> **PROBLEM DETAILS**: Starting at the line that holds "pub enum NotificationError" and stopping at the line that holds "impl From<NotificationError> for", restate the records below word for word, with both of those lines included.

> **DATASET EXTRACT**:
------------------------------------------------------------------------
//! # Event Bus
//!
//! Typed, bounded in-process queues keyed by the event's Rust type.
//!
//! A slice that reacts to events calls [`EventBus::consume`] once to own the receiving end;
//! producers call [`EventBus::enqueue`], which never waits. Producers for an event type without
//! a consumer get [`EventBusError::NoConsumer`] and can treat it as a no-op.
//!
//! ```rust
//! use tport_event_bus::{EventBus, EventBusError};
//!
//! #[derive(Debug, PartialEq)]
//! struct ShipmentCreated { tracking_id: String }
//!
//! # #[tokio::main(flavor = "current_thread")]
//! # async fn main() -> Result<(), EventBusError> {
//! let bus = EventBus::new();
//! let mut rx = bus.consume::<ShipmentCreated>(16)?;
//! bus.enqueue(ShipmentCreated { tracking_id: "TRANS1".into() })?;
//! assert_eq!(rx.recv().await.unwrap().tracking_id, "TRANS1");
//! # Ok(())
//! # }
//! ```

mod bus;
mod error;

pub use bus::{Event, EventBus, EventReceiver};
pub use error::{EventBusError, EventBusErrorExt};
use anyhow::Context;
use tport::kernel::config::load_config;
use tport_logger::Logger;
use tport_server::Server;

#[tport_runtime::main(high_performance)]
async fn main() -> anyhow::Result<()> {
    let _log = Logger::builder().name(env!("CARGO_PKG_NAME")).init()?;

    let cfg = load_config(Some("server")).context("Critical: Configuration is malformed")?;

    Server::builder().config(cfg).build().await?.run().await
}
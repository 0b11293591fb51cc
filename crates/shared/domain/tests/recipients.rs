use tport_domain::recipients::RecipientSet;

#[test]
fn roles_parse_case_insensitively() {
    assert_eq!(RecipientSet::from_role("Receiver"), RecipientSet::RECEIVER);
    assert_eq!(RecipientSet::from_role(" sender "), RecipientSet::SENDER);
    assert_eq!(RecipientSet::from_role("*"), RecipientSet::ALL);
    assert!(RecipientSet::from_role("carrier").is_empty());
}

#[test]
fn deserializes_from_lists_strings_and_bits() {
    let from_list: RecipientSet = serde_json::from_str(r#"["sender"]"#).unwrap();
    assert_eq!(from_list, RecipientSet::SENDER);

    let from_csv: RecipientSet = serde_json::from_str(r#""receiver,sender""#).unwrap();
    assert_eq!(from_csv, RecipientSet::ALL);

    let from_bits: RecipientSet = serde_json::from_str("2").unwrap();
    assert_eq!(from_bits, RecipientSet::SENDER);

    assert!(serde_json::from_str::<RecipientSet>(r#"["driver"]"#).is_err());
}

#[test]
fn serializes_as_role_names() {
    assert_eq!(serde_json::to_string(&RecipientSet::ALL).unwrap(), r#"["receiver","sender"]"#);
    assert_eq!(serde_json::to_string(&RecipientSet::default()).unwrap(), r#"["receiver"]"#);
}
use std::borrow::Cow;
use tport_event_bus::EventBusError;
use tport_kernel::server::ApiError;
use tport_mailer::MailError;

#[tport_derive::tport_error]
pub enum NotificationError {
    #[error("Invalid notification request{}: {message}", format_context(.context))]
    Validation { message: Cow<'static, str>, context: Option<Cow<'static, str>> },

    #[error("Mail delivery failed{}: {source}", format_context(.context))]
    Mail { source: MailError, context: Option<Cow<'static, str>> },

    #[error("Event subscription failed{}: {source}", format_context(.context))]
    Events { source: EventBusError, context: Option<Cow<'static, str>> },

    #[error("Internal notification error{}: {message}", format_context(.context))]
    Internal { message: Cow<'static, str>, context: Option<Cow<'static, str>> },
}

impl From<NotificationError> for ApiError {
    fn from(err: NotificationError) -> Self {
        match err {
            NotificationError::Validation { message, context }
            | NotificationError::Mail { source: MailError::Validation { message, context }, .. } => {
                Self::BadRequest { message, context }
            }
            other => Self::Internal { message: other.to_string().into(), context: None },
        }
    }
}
------------------------------------------------------------------------
> **COMPLETED TASK**:
pub enum NotificationError {
    #[error("Invalid notification request{}: {message}", format_context(.context))]
    Validation { message: Cow<'static, str>, context: Option<Cow<'static, str>> },

    #[error("Mail delivery failed{}: {source}", format_context(.context))]
    Mail { source: MailError, context: Option<Cow<'static, str>> },

    #[error("Event subscription failed{}: {source}", format_context(.context))]
    Events { source: EventBusError, context: Option<Cow<'static, str>> },

    #[error("Internal notification error{}: {message}", format_context(.context))]
    Internal { message: Cow<'static, str>, context: Option<Cow<'static, str>> },
}

impl From<NotificationError> for ApiError {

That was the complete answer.